(Records from a collection)

- - - - -

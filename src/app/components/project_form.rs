use leptos::{ev::SubmitEvent, *};
use leptos_router::use_navigate;

use super::image_upload::ImageUpload;
use crate::app::backend::{create_project, update_project, Project, ProjectStatus, ProjectType};
use crate::app::classes;
use crate::app::form::{ListField, ProjectDraft};
use crate::app::session::use_api;

/// Create form when `initial` is absent, edit form otherwise.
#[component]
pub fn ProjectForm(#[prop(optional)] initial: Option<Project>) -> impl IntoView {
    let api = use_api();
    let navigate = use_navigate();

    let editing = store_value(initial.as_ref().map(|p| p.id.clone()));
    let draft = create_rw_signal(
        initial
            .as_ref()
            .map(ProjectDraft::from_project)
            .unwrap_or_default(),
    );
    let (saving, set_saving) = create_signal(false);

    let on_submit = move |ev: SubmitEvent| {
        ev.prevent_default();
        if saving.get_untracked() {
            return;
        }

        let current = draft.get_untracked();
        if let Err(msg) = current.validate() {
            api.toasts.error(msg);
            return;
        }

        let payload = current.to_payload();
        let id = editing.get_value();
        let navigate = navigate.clone();
        set_saving.set(true);

        spawn_local(async move {
            let token = api.token();
            let (result, done) = match id {
                Some(id) => (
                    update_project(token, id, payload).await,
                    "Project updated successfully",
                ),
                None => (
                    create_project(token, payload).await,
                    "Project created successfully",
                ),
            };
            set_saving.set(false);

            match result {
                Ok(()) => {
                    api.toasts.success(done);
                    navigate("/projects", Default::default());
                }
                Err(err) => api.report(err),
            }
        });
    };

    view! {
        <form class="project-form" on:submit=on_submit>
            <div class="project-form__grid">
                <div class="card project-form__section">
                    <h3>"Basic Info"</h3>

                    <label class="field">
                        <span class="field__label">"Title"</span>
                        <input
                            class="input"
                            name="title"
                            required
                            placeholder="Project Title"
                            prop:value=move || draft.with(|d| d.title.clone())
                            on:input=move |ev| draft.update(|d| d.title = event_target_value(&ev))
                        />
                    </label>

                    <div class="field">
                        <span class="field__label">"Type"</span>
                        <div class="segmented">
                            {ProjectType::ALL
                                .into_iter()
                                .map(|kind| {
                                    let class = move || {
                                        let selected = draft.with(|d| d.kind == kind);
                                        classes(["segmented__option", if selected { "segmented__option--selected" } else { "" }])
                                    };
                                    view! {
                                        <button
                                            type="button"
                                            class=class
                                            on:click=move |_| draft.update(|d| d.kind = kind)
                                        >
                                            {kind.label()}
                                        </button>
                                    }
                                })
                                .collect_view()}
                        </div>
                    </div>

                    <label class="field">
                        <span class="field__label">"Description"</span>
                        <textarea
                            class="input"
                            name="description"
                            required
                            rows="4"
                            placeholder="Project description..."
                            prop:value=move || draft.with(|d| d.description.clone())
                            on:input=move |ev| draft.update(|d| d.description = event_target_value(&ev))
                        ></textarea>
                    </label>

                    <label class="field">
                        <span class="field__label">"Status"</span>
                        <select
                            class="input"
                            name="status"
                            on:change=move |ev| {
                                draft.update(|d| d.status = ProjectStatus::parse(&event_target_value(&ev)))
                            }
                        >
                            <option
                                value="draft"
                                selected=move || draft.with(|d| d.status == ProjectStatus::Draft)
                            >
                                "Draft"
                            </option>
                            <option
                                value="published"
                                selected=move || draft.with(|d| d.status == ProjectStatus::Published)
                            >
                                "Published"
                            </option>
                        </select>
                    </label>
                </div>

                <div class="card project-form__section">
                    <h3>"Media & Links"</h3>

                    <div class="field">
                        <span class="field__label">"Cover Image"</span>
                        <ImageUpload
                            value=Signal::derive(move || draft.with(|d| d.image.clone()))
                            on_change=Callback::new(move |url: String| draft.update(|d| d.image = url))
                            disabled=saving
                        />
                    </div>

                    <label class="field">
                        <span class="field__label">"Video URL"</span>
                        <input
                            class="input"
                            name="videoUrl"
                            placeholder="https://youtube.com/..."
                            prop:value=move || draft.with(|d| d.video_url.clone())
                            on:input=move |ev| draft.update(|d| d.video_url = event_target_value(&ev))
                        />
                    </label>

                    <label class="field">
                        <span class="field__label">"Download URL"</span>
                        <input
                            class="input"
                            name="downloadUrl"
                            placeholder="https://drive.google.com/..."
                            prop:value=move || draft.with(|d| d.download_url.clone())
                            on:input=move |ev| draft.update(|d| d.download_url = event_target_value(&ev))
                        />
                    </label>

                    <label class="field">
                        <span class="field__label">"Live URL"</span>
                        <input
                            class="input"
                            name="liveUrl"
                            placeholder="https://website.com/..."
                            prop:value=move || draft.with(|d| d.live_url.clone())
                            on:input=move |ev| draft.update(|d| d.live_url = event_target_value(&ev))
                        />
                    </label>
                </div>

                <RowList draft=draft field=ListField::TechStack title="Tech Stack"/>
                <RowList draft=draft field=ListField::Features title="Key Features"/>
            </div>

            <div class="project-form__actions">
                <button type="submit" class="btn btn--primary" disabled=move || saving.get()>
                    {move || if saving.get() { "Saving..." } else { "Save Project" }}
                </button>
            </div>
        </form>
    }
}

/// Editable list of single-line entries with add and remove controls.
#[component]
fn RowList(draft: RwSignal<ProjectDraft>, field: ListField, title: &'static str) -> impl IntoView {
    // re-render rows only when their number changes, so inputs keep focus while typing
    let count = create_memo(move |_| draft.with(|d| d.rows(field).len()));

    view! {
        <div class="card project-form__section">
            <h3>{title}</h3>
            <div class="row-list">
                {move || {
                    (0..count.get())
                        .map(|index| {
                            view! {
                                <div class="row-list__row">
                                    <input
                                        class="input"
                                        placeholder=format!("{} {}", field.label(), index + 1)
                                        prop:value=move || {
                                            draft.with(|d| d.rows(field).get(index).cloned().unwrap_or_default())
                                        }
                                        on:input=move |ev| {
                                            draft.update(|d| d.set_row(field, index, event_target_value(&ev)))
                                        }
                                    />
                                    <Show when=move || (count.get() > 1)>
                                        <button
                                            type="button"
                                            class="row-list__remove"
                                            title="Remove"
                                            on:click=move |_| draft.update(|d| d.remove_row(field, index))
                                        >
                                            "✕"
                                        </button>
                                    </Show>
                                </div>
                            }
                        })
                        .collect_view()
                }}
            </div>
            <button
                type="button"
                class="btn btn--ghost"
                on:click=move |_| draft.update(|d| d.add_row(field))
            >
                "+ Add "
                {field.label()}
            </button>
        </div>
    }
}
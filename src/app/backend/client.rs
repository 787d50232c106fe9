use bytes::Bytes;
use reqwest::{multipart, Client, ClientBuilder, Method, RequestBuilder, Response};
use serde::{de::DeserializeOwned, Serialize};

use super::{
    ApiError, ApiResult, Credentials, Envelope, Message, MessageId, Project, ProjectId,
    ProjectPayload, TokenBody, UploadBody,
};
use crate::config::AppConfig;

#[derive(Debug)]
pub struct BackendClient {
    http: Client,
    base_url: String,
}

impl BackendClient {
    pub fn new(config: &AppConfig) -> ApiResult<Self> {
        let mut user_agent = env!("CARGO_PKG_NAME").to_string();
        user_agent.push('/');
        user_agent.push_str(env!("CARGO_PKG_VERSION"));

        let http = ClientBuilder::default()
            .user_agent(user_agent)
            .build()
            .map_err(|e| ApiError::Transport(e.to_string()))?;

        Ok(Self {
            http,
            base_url: config.api_url.trim_end_matches('/').to_string(),
        })
    }

    pub fn base_url(&self) -> &str {
        &self.base_url
    }

    fn request(&self, method: Method, path: &str, token: &str) -> RequestBuilder {
        let builder = self.http.request(method, format!("{}{path}", self.base_url));

        if token.is_empty() {
            builder
        } else {
            builder.bearer_auth(token)
        }
    }

    async fn send(&self, builder: RequestBuilder) -> ApiResult<Response> {
        let response = builder.send().await.map_err(|e| {
            tracing::warn!(error = %e, "backend unreachable");
            ApiError::Transport(e.to_string())
        })?;

        let status = response.status();
        if status.is_success() {
            tracing::debug!(url = %response.url(), %status, "backend call succeeded");
            return Ok(response);
        }

        let url = response.url().to_string();
        let body = response.text().await.unwrap_or_default();
        let err = ApiError::from_status(status.as_u16(), &body);
        tracing::warn!(%url, %status, error = %err, "backend call failed");

        Err(err)
    }

    async fn json<T: DeserializeOwned>(&self, builder: RequestBuilder) -> ApiResult<T> {
        let body = self
            .send(builder)
            .await?
            .text()
            .await
            .map_err(|e| ApiError::Transport(e.to_string()))?;

        serde_json::from_str(&body).map_err(|e| ApiError::Decode(e.to_string()))
    }

    async fn send_json<B: Serialize>(
        &self,
        method: Method,
        path: &str,
        token: &str,
        body: &B,
    ) -> ApiResult<()> {
        self.send(self.request(method, path, token).json(body))
            .await
            .map(|_| ())
    }

    pub async fn login(&self, credentials: &Credentials) -> ApiResult<String> {
        let body: TokenBody = self
            .json(self.request(Method::POST, "/auth/login", "").json(credentials))
            .await?;

        body.into_token().ok_or(ApiError::MissingToken)
    }

    pub async fn list_projects(&self, token: &str) -> ApiResult<Vec<Project>> {
        let body: Envelope<Vec<Project>> = self
            .json(self.request(Method::GET, "/projects", token))
            .await?;

        Ok(body.into_inner())
    }

    pub async fn find_project(&self, token: &str, id: &ProjectId) -> ApiResult<Project> {
        let path = format!("/projects/find/{}", id.as_ref());
        let body: Envelope<Project> = self.json(self.request(Method::GET, &path, token)).await?;

        Ok(body.into_inner())
    }

    pub async fn create_project(&self, token: &str, payload: &ProjectPayload) -> ApiResult<()> {
        self.send_json(Method::POST, "/projects", token, payload)
            .await
    }

    pub async fn update_project(
        &self,
        token: &str,
        id: &ProjectId,
        payload: &ProjectPayload,
    ) -> ApiResult<()> {
        let path = format!("/projects/{}", id.as_ref());
        self.send_json(Method::PUT, &path, token, payload).await
    }

    pub async fn delete_project(&self, token: &str, id: &ProjectId) -> ApiResult<()> {
        let path = format!("/projects/{}", id.as_ref());
        self.send(self.request(Method::DELETE, &path, token))
            .await
            .map(|_| ())
    }

    pub async fn list_messages(&self, token: &str) -> ApiResult<Vec<Message>> {
        let body: Envelope<Vec<Message>> = self
            .json(self.request(Method::GET, "/messages", token))
            .await?;

        Ok(body.into_inner())
    }

    pub async fn mark_message_read(&self, token: &str, id: &MessageId) -> ApiResult<()> {
        let path = format!("/messages/{}", id.as_ref());
        self.send(self.request(Method::PUT, &path, token))
            .await
            .map(|_| ())
    }

    pub async fn upload_image(
        &self,
        token: &str,
        file_name: String,
        content_type: &str,
        data: Bytes,
    ) -> ApiResult<String> {
        let length = data.len() as u64;
        let part = multipart::Part::stream_with_length(data, length)
            .file_name(file_name)
            .mime_str(content_type)
            .map_err(|e| ApiError::Decode(e.to_string()))?;
        let form = multipart::Form::new().part("image", part);

        let body: UploadBody = self
            .json(self.request(Method::POST, "/upload/image", token).multipart(form))
            .await?;

        body.into_url().ok_or(ApiError::MissingUrl)
    }
}

#[cfg(test)]
#[path = "client_test.rs"]
mod client_test;
use super::*;

#[test]
fn project_reads_backend_field_names() {
    let raw = serde_json::json!({
        "_id": "p-1",
        "title": "Fitness Tracker",
        "type": "mobile",
        "description": "Counts steps",
        "images": ["https://cdn.example.com/a.png"],
        "techStack": ["Flutter", "Firebase"],
        "features": ["Offline mode"],
        "videoUrl": "https://youtube.com/watch?v=1",
        "status": "published",
        "createdAt": "2026-01-01T00:00:00.000Z"
    });

    let project: Project = serde_json::from_value(raw).unwrap();
    assert_eq!(project.id, ProjectId::new("p-1"));
    assert_eq!(project.kind, ProjectType::Mobile);
    assert_eq!(project.tech_stack, vec!["Flutter", "Firebase"]);
    assert_eq!(project.video_url.as_deref(), Some("https://youtube.com/watch?v=1"));
    assert_eq!(project.download_url, None);
    assert_eq!(project.status, ProjectStatus::Published);
    assert_eq!(project.cover_image(), Some("https://cdn.example.com/a.png"));
}

#[test]
fn project_defaults_missing_lists_and_status() {
    let project: Project =
        serde_json::from_value(serde_json::json!({ "_id": "p-2", "title": "Bare" })).unwrap();
    assert!(project.images.is_empty());
    assert!(project.features.is_empty());
    assert_eq!(project.kind, ProjectType::Web);
    assert_eq!(project.status, ProjectStatus::Draft);
    assert_eq!(project.cover_image(), None);
}

#[test]
fn payload_serializes_camel_case() {
    let payload = ProjectPayload {
        title: "Site".to_string(),
        kind: ProjectType::Web,
        tech_stack: vec!["Rust".to_string()],
        live_url: "https://site.dev".to_string(),
        ..Default::default()
    };

    let value = serde_json::to_value(&payload).unwrap();
    assert_eq!(value["type"], "web");
    assert_eq!(value["techStack"], serde_json::json!(["Rust"]));
    assert_eq!(value["liveUrl"], "https://site.dev");
    assert_eq!(value["status"], "draft");
}

#[cfg(feature = "ssr")]
#[test]
fn envelope_accepts_bare_and_wrapped_lists() {
    let bare: Envelope<Vec<Project>> =
        serde_json::from_str(r#"[{"_id":"a","title":"A"}]"#).unwrap();
    let wrapped: Envelope<Vec<Project>> =
        serde_json::from_str(r#"{"success":true,"data":[{"_id":"b","title":"B"}]}"#).unwrap();

    assert_eq!(bare.into_inner()[0].title, "A");
    assert_eq!(wrapped.into_inner()[0].title, "B");
}

#[cfg(feature = "ssr")]
#[test]
fn token_body_reads_top_level_or_nested_token() {
    let top: TokenBody = serde_json::from_str(r#"{"token":"abc"}"#).unwrap();
    let nested: TokenBody = serde_json::from_str(r#"{"data":{"token":"def"}}"#).unwrap();
    let missing: TokenBody = serde_json::from_str(r#"{"message":"ok"}"#).unwrap();

    assert_eq!(top.into_token().as_deref(), Some("abc"));
    assert_eq!(nested.into_token().as_deref(), Some("def"));
    assert_eq!(missing.into_token(), None);
}

#[cfg(feature = "ssr")]
#[test]
fn upload_body_finds_url_in_known_shapes() {
    let cases = [
        (r#"{"url":"https://a"}"#, Some("https://a")),
        (r#"{"data":{"url":"https://b"}}"#, Some("https://b")),
        (r#"{"secure_url":"https://c"}"#, Some("https://c")),
        (r#""/uploads/d.png""#, Some("/uploads/d.png")),
        (r#"{"url":"","secure_url":"https://c"}"#, Some("https://c")),
        (r#"{"url":"","data":{"url":"https://b"}}"#, Some("https://b")),
        (r#"{"url":"","secure_url":""}"#, None),
        (r#"{"ok":true}"#, None),
    ];

    for (raw, expected) in cases {
        let body: UploadBody = serde_json::from_str(raw).unwrap();
        assert_eq!(body.into_url().as_deref(), expected, "{raw}");
    }
}

#[test]
fn message_sender_fallbacks() {
    let anonymous: Message =
        serde_json::from_value(serde_json::json!({ "_id": "m-1", "content": "hi" })).unwrap();
    assert_eq!(anonymous.sender_name(), "Unknown User");
    assert_eq!(anonymous.sender_email(), "");
    assert_eq!(anonymous.sender_initial(), "U");
    assert!(!anonymous.is_read);

    let named: Message = serde_json::from_value(serde_json::json!({
        "_id": "m-2",
        "sender": { "username": "alice", "email": "alice@example.com" },
        "content": "hello",
        "isRead": true,
        "createdAt": "2026-03-04T10:15:00.000Z"
    }))
    .unwrap();
    assert_eq!(named.sender_name(), "alice");
    assert_eq!(named.sender_initial(), "A");
    assert!(named.is_read);
    assert_eq!(named.received_at(), "Mar 4, 2026 10:15");
}

#[test]
fn received_at_keeps_unparseable_timestamps() {
    let message: Message = serde_json::from_value(serde_json::json!({
        "_id": "m-3",
        "createdAt": "yesterday"
    }))
    .unwrap();
    assert_eq!(message.received_at(), "yesterday");
}

#[test]
fn project_type_tolerates_casing_and_unknown_values() {
    let kinds: Vec<ProjectType> = serde_json::from_str(r#"["MOBILE", " Mobile", "web", "desktop", null]"#).unwrap();
    assert_eq!(
        kinds,
        [
            ProjectType::Mobile,
            ProjectType::Mobile,
            ProjectType::Web,
            ProjectType::Web,
            ProjectType::Web,
        ]
    );
}

#[test]
fn unpopulated_sender_degrades_to_unknown() {
    let messages: Vec<Message> = serde_json::from_value(serde_json::json!([
        { "_id": "a", "content": "hi", "sender": "64ab" },
        { "_id": "b", "content": "ok", "sender": null },
        { "_id": "c", "content": "yo", "sender": { "username": "bob" } },
    ]))
    .unwrap();

    assert_eq!(messages.len(), 3);
    assert_eq!(messages[0].sender, None);
    assert_eq!(messages[0].sender_name(), "Unknown User");
    assert_eq!(messages[1].sender, None);
    assert_eq!(messages[2].sender_name(), "bob");
}

#[cfg(feature = "ssr")]
#[test]
fn one_odd_record_keeps_the_rest_of_the_list() {
    let messages: Envelope<Vec<Message>> = serde_json::from_str(
        r#"{"data":[{"_id":"a","content":"hi","sender":"64ab"},{"_id":"b","content":"ok"}]}"#,
    )
    .unwrap();
    assert_eq!(messages.into_inner().len(), 2);

    let projects: Envelope<Vec<Project>> = serde_json::from_str(
        r#"[{"_id":"p","title":"P","type":"web"},{"_id":"q","title":"Q","type":"MOBILE"}]"#,
    )
    .unwrap();
    let kinds: Vec<_> = projects.into_inner().iter().map(|p| p.kind).collect();
    assert_eq!(kinds, [ProjectType::Web, ProjectType::Mobile]);
}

- - - - -

[What to do]: Scan the records for lines with the word "TokenBody". Report how many, with no other words.

[Result below]: 5